§ **Provided information**:

------------------------------------

// ===============================
// src/config.rs
// ===============================
use std::env;
use std::path::PathBuf;

use ahash::AHashMap as HashMap;
use clap::Parser;
use dotenvy::dotenv;
use serde::Deserialize;

/// Where market data / order flow comes from.
#[derive(Clone, Debug, PartialEq, Eq)]
pub enum MarketMode {
    Mock,
    BinanceSandbox,
    BinanceMainnet,
}

impl MarketMode {
    pub fn from_env(key: &str, default_mode: MarketMode) -> MarketMode {
        match env::var(key).unwrap_or_default().to_ascii_lowercase().as_str() {
            "mock"            => MarketMode::Mock,
            "binance_sandbox" => MarketMode::BinanceSandbox,
            "binance_mainnet" => MarketMode::BinanceMainnet,
            _ => default_mode,
        }
    }

    pub fn as_str(&self) -> &'static str {
        match self {
            MarketMode::Mock => "mock",
            MarketMode::BinanceSandbox => "binance_sandbox",
            MarketMode::BinanceMainnet => "binance_mainnet",
        }
    }

    // Coin-margined (delivery) endpoints; sandbox = Binance testnet.
    pub fn default_delivery_ws_url(&self) -> &'static str {
        match self {
            MarketMode::Mock => "wss://dstream.binancefuture.com/ws",
            MarketMode::BinanceSandbox => "wss://dstream.binancefuture.com/ws",
            MarketMode::BinanceMainnet => "wss://dstream.binance.com/ws",
        }
    }

    pub fn default_delivery_rest_url(&self) -> &'static str {
        match self {
            MarketMode::Mock => "https://testnet.binancefuture.com",
            MarketMode::BinanceSandbox => "https://testnet.binancefuture.com",
            MarketMode::BinanceMainnet => "https://dapi.binance.com",
        }
    }

    pub fn default_futures_ws_url(&self) -> &'static str {
        match self {
            MarketMode::Mock => "wss://stream.binancefuture.com/ws",
            MarketMode::BinanceSandbox => "wss://stream.binancefuture.com/ws",
            MarketMode::BinanceMainnet => "wss://fstream.binance.com/ws",
        }
    }

    pub fn default_spot_ws_url(&self) -> &'static str {
        match self {
            MarketMode::Mock => "wss://testnet.binance.vision/ws",
            MarketMode::BinanceSandbox => "wss://testnet.binance.vision/ws",
            MarketMode::BinanceMainnet => "wss://stream.binance.com:9443/ws",
        }
    }

    pub fn default_spot_rest_url(&self) -> &'static str {
        match self {
            MarketMode::Mock => "https://testnet.binance.vision",
            MarketMode::BinanceSandbox => "https://testnet.binance.vision",
            MarketMode::BinanceMainnet => "https://api.binance.com",
        }
    }
}

/// What to do with an API call when the token bucket is empty.
#[derive(Clone, Copy, Debug, PartialEq, Eq, Deserialize)]
#[serde(rename_all = "lowercase")]
pub enum LimitProcess {
    /// Sleep until a token is available.
    Wait,
    /// Drop the call; placements fail, cancels are retried by the next sweep.
    Drop,
}

impl Default for LimitProcess {
    fn default() -> Self { LimitProcess::Drop }
}

#[derive(Parser, Debug)]
#[command(name = "basis_bot_rust", about = "coin-margined quoting / basis arbitrage engine")]
pub struct Cli {
    /// Path to the JSON config file.
    pub config: PathBuf,
}

/// Runtime knobs taken from the environment, not the config file.
#[derive(Clone, Debug)]
pub struct Args {
    pub feed_mode: MarketMode,
    pub venue_mode: MarketMode,
    pub metrics_port: u16,
    pub record_file: Option<String>,

    pub delivery_ws_url: String,
    pub delivery_rest_url: String,
    pub futures_ws_url: String,
    pub spot_ws_url: String,
    pub spot_rest_url: String,

    pub binance_api_key: String,
    pub binance_api_secret: String,
}

/// Static per-instrument parameters; immutable after load.
#[derive(Clone, Debug, Deserialize)]
pub struct SymbolConfig {
    /// Contracts per quoted order.
    pub contract_num: f64,
    pub base_asset: String,
    pub quote_asset: String,
    /// Quote value of one contract (BTC contracts are 100 USD, most others 10).
    pub cont: f64,
    pub leverage: f64,
    /// Position bound in contracts, each side.
    pub max_contract_num: f64,
    /// Fills below this many contracts are not worth hedging.
    pub min_hedge_size: f64,
    /// (volume decimals, price decimals)
    pub precision: (u32, u32),
    /// Minimum source volume for a quote to overwrite our own best bid/ask.
    pub effective_num: f64,
}

#[derive(Clone, Debug, Deserialize)]
pub struct Config {
    // alerting
    #[serde(default)]
    pub tg_bot_token: Option<String>,
    #[serde(default)]
    pub tg_chat_id: i64,
    #[serde(default = "default_alert_interval_ms")]
    pub alert_interval_ms: i64,

    // API budget
    #[serde(default = "default_api_limit")]
    pub api_limit: u32,
    #[serde(default)]
    pub limit_process: LimitProcess,

    // quoting universe
    pub exchange: String,
    pub symbols: Vec<String>,
    pub symbol_configs: HashMap<String, SymbolConfig>,

    // ladder shape
    #[serde(default = "default_max_order_num")]
    pub max_order_num: usize,
    #[serde(default = "default_max_order_one_step")]
    pub max_order_one_step: usize,
    #[serde(default = "default_gap_size_percent")]
    pub gap_size_percent: f64,
    /// Ladder step multiplier applied on top of the adjusted gap size.
    #[serde(default = "default_gap_size_k")]
    pub gap_size_k: f64,
    #[serde(default = "default_spread_times")]
    pub spread_times: f64,

    // adaptive profitability bar
    #[serde(default = "default_forgive_percent")]
    pub forgive_percent: f64,
    #[serde(default = "default_exponent_base")]
    pub exponent_base: f64,
    #[serde(default = "default_exponent_power")]
    pub exponent_power: f64,
    #[serde(default = "default_denominator")]
    pub denominator: f64,

    // inventory shaping
    #[serde(default)]
    pub ticker_shift: f64,
    #[serde(default)]
    pub cancel_shift: f64,
    #[serde(default = "default_commission")]
    pub commission: f64,
    #[serde(default)]
    pub loss: f64,

    // behavior toggles & thresholds
    #[serde(default)]
    pub function_hedge: bool,
    #[serde(default = "default_max_errors_per_minute")]
    pub max_errors_per_minute: u64,
    #[serde(default = "default_min_delta_rate")]
    pub min_delta_rate: f64,
    #[serde(default = "default_min_accuracy")]
    pub min_accuracy: f64,
    /// Companion-venue quotes older than this suspend quoting.
    #[serde(default = "default_companion_stale_ms")]
    pub companion_stale_ms: i64,
}

fn default_alert_interval_ms() -> i64 { 1_000 }
fn default_api_limit() -> u32 { 20 }
fn default_max_order_num() -> usize { 5 }
fn default_max_order_one_step() -> usize { 2 }
fn default_gap_size_percent() -> f64 { 0.0002 }
fn default_gap_size_k() -> f64 { 1.0 }
fn default_spread_times() -> f64 { 10.0 }
fn default_forgive_percent() -> f64 { 1.0005 }
fn default_exponent_base() -> f64 { 100.0 }
fn default_exponent_power() -> f64 { 0.75 }
fn default_denominator() -> f64 { 4.0 }
fn default_commission() -> f64 { 0.0001 }
fn default_max_errors_per_minute() -> u64 { 50 }
fn default_min_delta_rate() -> f64 { 0.00005 }
fn default_min_accuracy() -> f64 { 0.0001 }
fn default_companion_stale_ms() -> i64 { 10_000 }

impl Config {
    pub fn load(path: &PathBuf) -> Result<Config, ConfigError> {
        let raw = std::fs::read_to_string(path)
            .map_err(|e| ConfigError::Read(path.display().to_string(), e))?;
        let cfg: Config = serde_json::from_str(&raw)?;
        for symbol in &cfg.symbols {
            if !cfg.symbol_configs.contains_key(symbol) {
                return Err(ConfigError::MissingSymbol(symbol.clone()));
            }
        }
        Ok(cfg)
    }

    pub fn symbol(&self, symbol: &str) -> &SymbolConfig {
        // load() guarantees every configured symbol has an entry
        &self.symbol_configs[symbol]
    }
}

#[derive(Debug, thiserror::Error)]
pub enum ConfigError {
    #[error("read config {0}: {1}")]
    Read(String, #[source] std::io::Error),
    #[error("parse config: {0}")]
    Parse(#[from] serde_json::Error),
    #[error("symbol {0} listed but has no symbol_configs entry")]
    MissingSymbol(String),
}

pub fn load_args() -> Args {
    let _ = dotenv();

    let feed_mode = MarketMode::from_env("FEED_MODE", MarketMode::Mock);
    let venue_mode = MarketMode::from_env("VENUE_MODE", MarketMode::Mock);

    let metrics_port = env::var("METRICS_PORT")
        .ok()
        .and_then(|s| s.parse().ok())
        .unwrap_or(9898);
    let record_file = env::var("RECORD_FILE").ok();

    let delivery_ws_url = env::var("DELIVERY_WS_URL")
        .unwrap_or_else(|_| feed_mode.default_delivery_ws_url().to_string());
    let delivery_rest_url = env::var("DELIVERY_REST_URL")
        .unwrap_or_else(|_| venue_mode.default_delivery_rest_url().to_string());
    let futures_ws_url = env::var("FUTURES_WS_URL")
        .unwrap_or_else(|_| feed_mode.default_futures_ws_url().to_string());
    let spot_ws_url = env::var("SPOT_WS_URL")
        .unwrap_or_else(|_| feed_mode.default_spot_ws_url().to_string());
    let spot_rest_url = env::var("SPOT_REST_URL")
        .unwrap_or_else(|_| venue_mode.default_spot_rest_url().to_string());

    let binance_api_key = env::var("BINANCE_API_KEY").unwrap_or_default();
    let binance_api_secret = env::var("BINANCE_API_SECRET").unwrap_or_default();

    Args {
        feed_mode,
        venue_mode,
        metrics_port,
        record_file,
        delivery_ws_url,
        delivery_rest_url,
        futures_ws_url,
        spot_ws_url,
        spot_rest_url,
        binance_api_key,
        binance_api_secret,
    }
}

#[cfg(test)]
mod tests {
    use super::*;

    fn sample_json() -> &'static str {
        r#"{
            "exchange": "Binance",
            "symbols": ["BTCUSD_PERP"],
            "symbol_configs": {
                "BTCUSD_PERP": {
                    "contract_num": 1.0,
                    "base_asset": "BTC",
                    "quote_asset": "USDT",
                    "cont": 100.0,
                    "leverage": 20.0,
                    "max_contract_num": 10.0,
                    "min_hedge_size": 1.0,
                    "precision": [4, 1],
                    "effective_num": 5.0
                }
            },
            "ticker_shift": 0.0001,
            "cancel_shift": 0.0002,
            "function_hedge": true
        }"#
    }

    #[test]
    fn parses_config_with_defaults() {
        let cfg: Config = serde_json::from_str(sample_json()).unwrap();
        assert_eq!(cfg.symbols, vec!["BTCUSD_PERP"]);
        assert_eq!(cfg.max_order_num, 5);
        assert_eq!(cfg.gap_size_percent, 0.0002);
        assert_eq!(cfg.limit_process, LimitProcess::Drop);
        assert!(cfg.function_hedge);
        let sym = cfg.symbol("BTCUSD_PERP");
        assert_eq!(sym.cont, 100.0);
        assert_eq!(sym.precision, (4, 1));
    }

    #[test]
    fn rejects_symbol_without_config_entry() {
        let mut cfg: Config = serde_json::from_str(sample_json()).unwrap();
        cfg.symbols.push("ETHUSD_PERP".to_string());
        // same check load() applies
        assert!(!cfg.symbol_configs.contains_key("ETHUSD_PERP"));
    }
}
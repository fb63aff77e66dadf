// ===============================
// src/alert.rs
// ===============================
//
// Best-effort operator alerts. With a Telegram token configured, messages go
// to the bot HTTP API; otherwise they only hit the log. A minimum send
// interval keeps a risk flap from flooding the channel; trading never waits
// on this task.

use serde_json::json;
use tokio::sync::mpsc;
use tracing::warn;

use crate::domain::timestamp_ms;

pub struct AlertSink {
    http: reqwest::Client,
    token: Option<String>,
    chat_id: i64,
    min_interval_ms: i64,
    last_sent_ms: i64,
}

impl AlertSink {
    pub fn new(token: Option<String>, chat_id: i64, min_interval_ms: i64) -> AlertSink {
        AlertSink {
            http: reqwest::Client::new(),
            token: token.filter(|t| !t.is_empty()),
            chat_id,
            min_interval_ms,
            last_sent_ms: 0,
        }
    }

    pub async fn notify(&mut self, message: &str) {
        let now = timestamp_ms();
        if now - self.last_sent_ms < self.min_interval_ms {
            return;
        }
        self.last_sent_ms = now;

        warn!(alert = %message, "operator alert");
        let Some(token) = &self.token else { return };

        let url = format!("https://api.telegram.org/bot{token}/sendMessage");
        let body = json!({ "chat_id": self.chat_id, "text": message });
        match self.http.post(url).json(&body).send().await {
            Ok(rsp) if rsp.status().is_success() => {}
            Ok(rsp) => warn!(code = %rsp.status(), "telegram send failed"),
            Err(e) => warn!(?e, "telegram send error"),
        }
    }
}

pub async fn run(mut rx: mpsc::Receiver<String>, mut sink: AlertSink) {
    while let Some(message) = rx.recv().await {
        sink.notify(&message).await;
    }
}

#[cfg(test)]
mod tests {
    use super::*;

    #[tokio::test]
    async fn interval_suppresses_rapid_alerts() {
        let mut sink = AlertSink::new(None, 0, 60_000);
        sink.notify("first").await;
        let stamped = sink.last_sent_ms;
        assert!(stamped > 0);
        // immediately after, the send window is still closed
        sink.notify("second").await;
        assert_eq!(sink.last_sent_ms, stamped);
    }
}
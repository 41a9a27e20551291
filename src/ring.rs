//! Fixed-capacity circular queue used for every inter-stage channel.
//!
//! [`RingBuffer`] never allocates: its storage is an inline `[T; N]` array.
//! Pushing into a full buffer overwrites the oldest element, so a producer that
//! streams samples faster than the consumer drains them loses the oldest data
//! instead of blocking.
//!
//! Each buffer is owned by exactly one stage. Items cross stage boundaries by
//! copy, never by sharing the buffer. When a producer runs in interrupt
//! context, wrap the buffer as shown in [`crate::timer`] (feature `timer-isr`).
//!
//! ## Invariants
//!
//! - `0 <= count <= capacity`
//! - `is_empty() == (count == 0)`
//! - `is_full() == (count == capacity)`

use crate::error::{Error, Result};

/// A fixed-capacity circular queue of `N` elements of type `T`.
///
/// # Example
///
/// ```rust
/// use peregrine::ring::RingBuffer;
///
/// let mut ring: RingBuffer<u8, 2> = RingBuffer::new();
/// ring.push(1);
/// ring.push(2);
/// ring.push(3); // overwrites 1
/// assert_eq!(ring.pop(), Ok(2));
/// assert_eq!(ring.pop(), Ok(3));
/// assert!(ring.pop().is_err());
/// ```
#[derive(Debug, Clone)]
pub struct RingBuffer<T, const N: usize> {
    buf: [T; N],
    /// Index of the next slot to write.
    head: usize,
    /// Index of the oldest element.
    tail: usize,
    count: usize,
}

impl<T: Copy + Default, const N: usize> Default for RingBuffer<T, N> {
    fn default() -> Self {
        Self::new()
    }
}

impl<T: Copy + Default, const N: usize> RingBuffer<T, N> {
    /// Creates an empty buffer with every slot set to `T::default()`.
    pub fn new() -> Self {
        const { assert!(N > 0, "ring buffer capacity must be non-zero") };
        Self {
            buf: [T::default(); N],
            head: 0,
            tail: 0,
            count: 0,
        }
    }

    /// Appends `item`. When the buffer is full the oldest element is dropped.
    pub fn push(&mut self, item: T) {
        self.buf[self.head] = item;
        if self.count == N {
            self.tail = (self.tail + 1) % N;
        } else {
            self.count += 1;
        }
        self.head = (self.head + 1) % N;
    }

    /// Removes and returns the oldest element.
    ///
    /// # Errors
    /// [`Error::EmptyBuffer`] when there is nothing queued.
    pub fn pop(&mut self) -> Result<T> {
        if self.count == 0 {
            return Err(Error::EmptyBuffer);
        }
        let item = self.buf[self.tail];
        self.tail = (self.tail + 1) % N;
        self.count -= 1;
        Ok(item)
    }

    /// Returns the oldest element without removing it.
    ///
    /// # Errors
    /// [`Error::EmptyBuffer`] when there is nothing queued.
    pub fn peek(&self) -> Result<T> {
        if self.count == 0 {
            return Err(Error::EmptyBuffer);
        }
        Ok(self.buf[self.tail])
    }

    /// Drops up to `n` of the oldest elements.
    pub fn discard(&mut self, n: usize) {
        let n = n.min(self.count);
        self.tail = (self.tail + n) % N;
        self.count -= n;
    }

    /// Iterates over the queued elements, oldest first, without consuming them.
    pub fn iter(&self) -> impl Iterator<Item = T> + '_ {
        (0..self.count).map(move |i| self.buf[(self.tail + i) % N])
    }

    /// Number of queued elements.
    pub fn count(&self) -> usize {
        self.count
    }

    /// Number of free slots before the next push overwrites.
    pub fn free(&self) -> usize {
        N - self.count
    }

    /// Fixed capacity `N`.
    pub const fn capacity(&self) -> usize {
        N
    }

    /// `true` when `count() == capacity()`.
    pub fn is_full(&self) -> bool {
        self.count == N
    }

    /// `true` when nothing is queued.
    pub fn is_empty(&self) -> bool {
        self.count == 0
    }

    /// Empties the buffer.
    ///
    /// The head index is kept where it is so a DMA engine writing into the
    /// backing storage stays in step with the buffer.
    pub fn reset(&mut self) {
        self.tail = self.head;
        self.count = 0;
    }

    /// Direct access to the backing storage for a DMA engine.
    ///
    /// After the hardware has written into the storage, report the new write
    /// position with [`set_head`](Self::set_head).
    #[cfg(feature = "dma")]
    pub fn storage_mut(&mut self) -> &mut [T; N] {
        &mut self.buf
    }

    /// Moves the write position to `index` after an external writer filled the
    /// storage, and recomputes `count` from the head/tail distance.
    ///
    /// A head equal to the tail is read as a completely full buffer.
    ///
    /// # Errors
    /// [`Error::InvalidParameters`] if `index >= capacity()`.
    #[cfg(feature = "dma")]
    pub fn set_head(&mut self, index: usize) -> Result<()> {
        if index >= N {
            return Err(Error::InvalidParameters);
        }
        self.head = index;
        self.count = if self.head == self.tail {
            N
        } else if self.head > self.tail {
            self.head - self.tail
        } else {
            N + self.head - self.tail
        };
        Ok(())
    }
}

------------------------------------

§ **Task item**: Count up every line above that has the word "async" in it; answer with the number alone.

§ **Response area**: 3